PROBLEM DETAILS: Retype the records below from their first line through the line containing "itself is unusable.", and include nothing else.

Dataset entries:

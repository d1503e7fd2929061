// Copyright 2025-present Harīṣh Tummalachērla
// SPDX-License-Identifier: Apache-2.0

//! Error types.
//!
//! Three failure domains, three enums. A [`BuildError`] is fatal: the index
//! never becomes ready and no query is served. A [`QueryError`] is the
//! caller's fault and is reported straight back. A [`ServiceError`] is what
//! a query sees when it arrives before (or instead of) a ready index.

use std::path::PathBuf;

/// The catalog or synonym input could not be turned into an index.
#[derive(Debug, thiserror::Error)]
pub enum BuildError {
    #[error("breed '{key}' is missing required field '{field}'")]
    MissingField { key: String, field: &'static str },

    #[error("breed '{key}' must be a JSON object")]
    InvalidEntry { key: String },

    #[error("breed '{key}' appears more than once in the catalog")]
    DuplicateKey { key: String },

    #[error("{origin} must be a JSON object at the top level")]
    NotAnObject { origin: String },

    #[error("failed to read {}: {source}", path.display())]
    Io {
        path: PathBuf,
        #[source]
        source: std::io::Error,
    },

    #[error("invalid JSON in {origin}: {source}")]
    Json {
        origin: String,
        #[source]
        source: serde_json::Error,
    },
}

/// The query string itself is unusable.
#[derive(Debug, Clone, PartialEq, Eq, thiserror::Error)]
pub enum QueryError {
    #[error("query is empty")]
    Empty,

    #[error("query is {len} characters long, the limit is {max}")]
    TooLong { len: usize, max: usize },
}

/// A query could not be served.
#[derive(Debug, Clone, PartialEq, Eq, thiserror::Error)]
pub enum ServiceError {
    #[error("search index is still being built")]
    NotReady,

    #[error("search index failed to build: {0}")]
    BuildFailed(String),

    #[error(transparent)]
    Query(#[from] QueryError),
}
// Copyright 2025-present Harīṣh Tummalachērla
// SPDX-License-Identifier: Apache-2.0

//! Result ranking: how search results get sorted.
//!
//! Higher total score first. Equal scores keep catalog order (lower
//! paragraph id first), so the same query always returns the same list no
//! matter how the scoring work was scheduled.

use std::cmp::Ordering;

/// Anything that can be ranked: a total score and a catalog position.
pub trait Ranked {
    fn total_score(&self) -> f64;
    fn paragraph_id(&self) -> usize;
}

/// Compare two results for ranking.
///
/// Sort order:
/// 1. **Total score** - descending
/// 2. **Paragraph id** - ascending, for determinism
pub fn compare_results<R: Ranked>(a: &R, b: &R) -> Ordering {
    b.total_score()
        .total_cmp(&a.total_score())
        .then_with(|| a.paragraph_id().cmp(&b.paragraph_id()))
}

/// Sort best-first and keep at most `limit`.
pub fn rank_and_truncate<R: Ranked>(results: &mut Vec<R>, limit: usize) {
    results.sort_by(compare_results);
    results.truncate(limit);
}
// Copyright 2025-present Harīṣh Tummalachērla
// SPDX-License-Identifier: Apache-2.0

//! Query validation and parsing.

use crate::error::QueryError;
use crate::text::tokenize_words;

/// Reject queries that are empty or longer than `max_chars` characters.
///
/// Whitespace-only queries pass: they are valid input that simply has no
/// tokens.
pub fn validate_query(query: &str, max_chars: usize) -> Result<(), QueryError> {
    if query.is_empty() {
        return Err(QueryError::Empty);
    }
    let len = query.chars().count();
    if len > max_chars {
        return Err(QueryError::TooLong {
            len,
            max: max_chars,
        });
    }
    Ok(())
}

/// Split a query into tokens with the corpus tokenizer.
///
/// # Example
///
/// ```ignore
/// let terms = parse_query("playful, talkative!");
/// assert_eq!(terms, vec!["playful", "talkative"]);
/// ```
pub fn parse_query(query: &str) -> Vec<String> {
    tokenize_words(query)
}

EXERCISE ANSWER:
repository d1503e7fd2929061
// Copyright 2025-present Harīṣh Tummalachērla
// SPDX-License-Identifier: Apache-2.0

//! Error types.
//!
//! Three failure domains, three enums. A [`BuildError`] is fatal: the index
//! never becomes ready and no query is served. A [`QueryError`] is the
//! caller's fault and is reported straight back. A [`ServiceError`] is what
//! a query sees when it arrives before (or instead of) a ready index.

use std::path::PathBuf;

/// The catalog or synonym input could not be turned into an index.
#[derive(Debug, thiserror::Error)]
pub enum BuildError {
    #[error("breed '{key}' is missing required field '{field}'")]
    MissingField { key: String, field: &'static str },

    #[error("breed '{key}' must be a JSON object")]
    InvalidEntry { key: String },

    #[error("breed '{key}' appears more than once in the catalog")]
    DuplicateKey { key: String },

    #[error("{origin} must be a JSON object at the top level")]
    NotAnObject { origin: String },

    #[error("failed to read {}: {source}", path.display())]
    Io {
        path: PathBuf,
        #[source]
        source: std::io::Error,
    },

    #[error("invalid JSON in {origin}: {source}")]
    Json {
        origin: String,
        #[source]
        source: serde_json::Error,
    },
}

/// The query string itself is unusable.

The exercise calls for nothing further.